Brandeis First Year Experience

Objectives

The Brandeis First Year Experience aims to introduce new students to faculty and their different disciplinary perspectives, to model civil discourse, and to encourage participation in the rich intellectual, co-curricular life of the university. The First Year Experience includes completion of the University Writing Seminar (UWS), during which students will attend a Critical Conversation.

First Year Writing

The First Year Writing Program at Brandeis University is the foundation of the University Writing Program. The University Writing Seminar introduces students to the power of writing as a means of communication and a process of thinking and understanding.

The program offers a selection of topic-driven seminars that challenge students to formulate meaningful arguments, support them with observations and evidence, and convey them clearly and persuasively. In so doing, students will engage with writing as an integral part of academic and professional life, recognizing its value and utility as well as its capacity to foster an engaged citizenry through critical thinking and discussion. By instilling and strengthening flexible writing and research skills, the program invites students to participate in the intellectual discourses of the University. Each seminar addresses the distinct discursive requirements of various disciplines, including the sciences, social sciences and humanities. Students thus learn to write effectively and confidently in any field or profession.

UWS Learning Goals

Students will be able to:

  1. Understand writing as a recursive process of thinking and communication.
  2. Articulate elements of effective writing and integrate them into their own work.
  3. Participate in critical conversations by responding to openings, problems or contradictions in existing scholarship.
  4. Assess their own and others’ writing with respect to audience and purpose.
  5. Generate original questions and pursue independent research.
  6. Identify and evaluate sources and use them responsibly.
  7. Develop awareness of disciplinary differences in writing and adapt their writing to different genres and contexts.

How to Fulfill the Requirement

The requirement will be satisfied by completing one University Writing Seminar (UWS) in the student's first year, during which the student attends a Critical Conversation.

Courses of Instruction

COMP 1a Composition
Prerequisite: Placement by the University Writing Program. Successful completion of this course does NOT satisfy the first-year writing requirement. Enrollment limited to non-native English speakers.
A course in the fundamentals of writing, required as a prerequisite to the first-year writing requirement for selected students identified by the University Writing Program. Offered in the fall and spring semesters.
Staff

COMP 1b Composition
Prerequisite: Placement by the University Writing Program.

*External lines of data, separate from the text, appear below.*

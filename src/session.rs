use std::sync::{
    Arc,
    atomic::{AtomicBool, AtomicU64, Ordering},
};
use tokio::sync::watch;

use crate::{
    auth::AuthApiState,
    error::AuthError,
    models::{Credentials, RegisterRequest, RegisterResponse, Session, User},
    storage::{StorageState, TOKEN_KEY, USER_KEY},
};

/// SessionStore
///
/// Sole owner of the visitor's `Session`. Built once per shell (or per test)
/// and shared as `SessionState`; readers get snapshots or a `watch` receiver.
///
/// Ordering rules:
/// - `initialize_auth` runs its fetch at most once per store.
/// - Every `login`/`logout` bumps `generation`. An initialization response
///   that comes back under an older generation is discarded, so a slow
///   startup fetch can never resurrect a session the visitor already left.
pub struct SessionStore {
    api: AuthApiState,
    storage: StorageState,
    state: watch::Sender<Session>,
    init_started: AtomicBool,
    generation: AtomicU64,
}

/// SessionState
///
/// The shared handle type placed in `AppState`.
pub type SessionState = Arc<SessionStore>;

impl SessionStore {
    pub fn new(api: AuthApiState, storage: StorageState) -> Self {
        let (state, _) = watch::channel(Session::default());
        Self {
            api,
            storage,
            state,
            init_started: AtomicBool::new(false),
            generation: AtomicU64::new(0),
        }
    }

    /// Current read-only view of the session.
    pub fn snapshot(&self) -> Session {
        self.state.borrow().clone()
    }

    /// Receiver notified on every session change.
    pub fn subscribe(&self) -> watch::Receiver<Session> {
        self.state.subscribe()
    }

    pub fn is_logged_in(&self) -> bool {
        self.state.borrow().is_logged_in
    }

    pub fn is_initializing(&self) -> bool {
        self.state.borrow().is_initializing
    }

    /// Resolves once `is_initializing` is false.
    pub async fn wait_initialized(&self) -> Session {
        let mut rx = self.state.subscribe();
        // The sender lives as long as `self`.
        match rx.wait_for(|session| !session.is_initializing).await {
            Ok(session) => session.clone(),
            Err(_) => self.snapshot(),
        }
    }

    /// initialize_auth
    ///
    /// Restores the session from the stored token. Only the first call does
    /// anything; later calls return immediately whether or not the first one
    /// has finished (use `wait_initialized` to await the outcome).
    ///
    /// Failures are swallowed: the session ends up logged out, and
    /// `is_initializing` is cleared in every case.
    pub async fn initialize_auth(&self) {
        if self.init_started.swap(true, Ordering::SeqCst) {
            tracing::trace!("initialize_auth already started, skipping");
            return;
        }

        let ticket = self.generation.load(Ordering::SeqCst);
        let token = match self.storage.get(TOKEN_KEY).await {
            Ok(token) => token,
            Err(e) => {
                tracing::warn!("session: could not read stored token: {}", e);
                None
            }
        };

        let fetched = match self.api.current_user(token.as_deref()).await {
            Ok(user) => user,
            Err(e) => {
                tracing::warn!("session: initialization failed, continuing logged out: {}", e);
                None
            }
        };

        self.state.send_modify(|session| {
            if self.generation.load(Ordering::SeqCst) == ticket {
                session.is_logged_in = fetched.is_some();
                session.user = fetched;
            } else {
                tracing::debug!("session: discarding stale initialization response");
            }
            session.is_initializing = false;
        });

        let session = self.snapshot();
        tracing::info!(
            logged_in = session.is_logged_in,
            user = session.username().unwrap_or("-"),
            "session initialized"
        );
    }

    /// start_initialization
    ///
    /// Runs `initialize_auth` on a background task unless it has already been
    /// started. The fetch then completes even if the caller stops waiting.
    pub fn start_initialization(self: &Arc<Self>) {
        if self.init_started.load(Ordering::SeqCst) {
            return;
        }
        let store = Arc::clone(self);
        tokio::spawn(async move { store.initialize_auth().await });
    }

    /// login
    ///
    /// Exchanges credentials for an identity. The session is replaced and the
    /// token persisted only on success; on failure nothing changes.
    pub async fn login(&self, credentials: &Credentials) -> Result<Session, AuthError> {
        let response = match self.api.login(credentials).await {
            Ok(response) => response,
            Err(e) => {
                tracing::info!(username = %credentials.username, "login failed: {}", e);
                return Err(e);
            }
        };

        self.generation.fetch_add(1, Ordering::SeqCst);
        self.persist(&response.token, &response.user).await;

        let user = response.user;
        tracing::info!(username = %user.username, role = u8::from(user.role), "logged in");
        self.state.send_modify(|session| {
            session.user = Some(user);
            session.is_logged_in = true;
        });

        Ok(self.snapshot())
    }

    /// register
    ///
    /// Creates an account. Does not log the visitor in; a `success: false`
    /// answer is surfaced as `RegistrationRejected`.
    pub async fn register(&self, request: &RegisterRequest) -> Result<RegisterResponse, AuthError> {
        let response = self.api.register(request).await?;
        if !response.success {
            return Err(AuthError::RegistrationRejected(response.message));
        }
        tracing::info!(username = %request.username, "registered");
        Ok(response)
    }

    /// logout
    ///
    /// Clears the session and the stored token before telling the backend.
    /// Local state is always cleared; a failed remote call is still reported
    /// to the caller.
    pub async fn logout(&self) -> Result<(), AuthError> {
        self.generation.fetch_add(1, Ordering::SeqCst);

        let token = self.storage.get(TOKEN_KEY).await.unwrap_or_else(|e| {
            tracing::warn!("session: could not read stored token: {}", e);
            None
        });

        self.state.send_modify(|session| {
            session.user = None;
            session.is_logged_in = false;
        });
        self.clear_persisted().await;
        tracing::info!("logged out");

        match self.api.logout(token.as_deref()).await {
            Ok(true) => Ok(()),
            Ok(false) => {
                tracing::warn!("session: backend did not acknowledge logout");
                Ok(())
            }
            Err(e) => {
                tracing::warn!("session: remote logout failed: {}", e);
                Err(e)
            }
        }
    }

    async fn persist(&self, token: &str, user: &User) {
        if let Err(e) = self.storage.set(TOKEN_KEY, token).await {
            tracing::warn!("session: could not persist token: {}", e);
        }
        match serde_json::to_string(user) {
            Ok(json) => {
                if let Err(e) = self.storage.set(USER_KEY, &json).await {
                    tracing::warn!("session: could not persist user record: {}", e);
                }
            }
            Err(e) => tracing::warn!("session: could not serialize user record: {}", e),
        }
    }

    async fn clear_persisted(&self) {
        for key in [TOKEN_KEY, USER_KEY] {
            if let Err(e) = self.storage.remove(key).await {
                tracing::warn!("session: could not clear {}: {}", key, e);
            }
        }
    }
}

Successful completion of this course does NOT satisfy the first-year writing requirement. Enrollment open to native English speakers.
A course in the fundamentals of writing, required as a prerequisite to the first-year writing requirement for selected students identified by the University Writing Program. Offered in the fall and spring semesters.
Staff

UWS 1a - 49b University Writing Seminar
University writing seminars (UWS) focus on strategies and techniques of college-level argument taught through the exploration of a subject. UWS teaches transferrable writing skills (defining a thesis, assessing and analyzing evidence, introducing and developing an argument) that students will employ and continue to develop throughout their academic and professional lives. In three papers of increasing complexity (25 pages total), students learn to frame analytical questions, make original claims, structure complex ideas, integrate sources of various kinds and revise for greater cogency and clarity. One of the UWS assignments is linked to required attendance at one of two Critical Conversations offered each semester. Students will learn how to assess the quality of an argument and its counter-arguments, model civil discourse and critical analysis.

Each course assigns a close reading in which the student brings out non-obvious nuances of a prose passage, a lens essay in which one particular text and another at a higher level of abstraction reflect upon each other and each deepen one's sense of the meaning of the other, and a research paper in which the student must engage the ongoing scholarly conversation about a text, problem, or theme examined in the course. Students prepare for each of the three major essays through short predraft assignments as well as through drafts that faculty comment on in writing and discuss with the student in individual conferences. Students examine their own writing in draft workshops and in small groups. The course also teaches basic skills of research, from using the library to appropriate citation of sources.
Staff

HUM/UWS 1a Tragedy: Love and Death in the Creative Imagination
Enrollment limited to Humanities Fellows.
How do you turn catastrophe into art - and why? This first-year seminar in the humanities addresses such elemental questions, especially those centering on love and death. How does literature catch hold of catastrophic experiences and make them intelligible or even beautiful? Should misery even be beautiful? By exploring the tragic tradition in literature across many eras, cultures, genres, and languages, this course looks for basic patterns. Usually offered every year.
John Burt and Steve Dowden

HUM/UWS 2a Crime and Punishment: Justice and Criminality from Plato to Serial
Enrollment limited to Humanities Fellows. Formerly offered as COML/HOI 103a.
Examines concepts of criminality, justice, and punishment in Western humanist traditions. We will trace conversations about jurisprudence in literature, philosophy, political theory, and legal studies. Topics include democracy and the origins of justice, narrating criminality, and the aesthetic force mobilized by criminal trials. This course also involves observing local courtroom proceedings and doing research in historical archives about significant criminal prosecutions. Usually offered every year.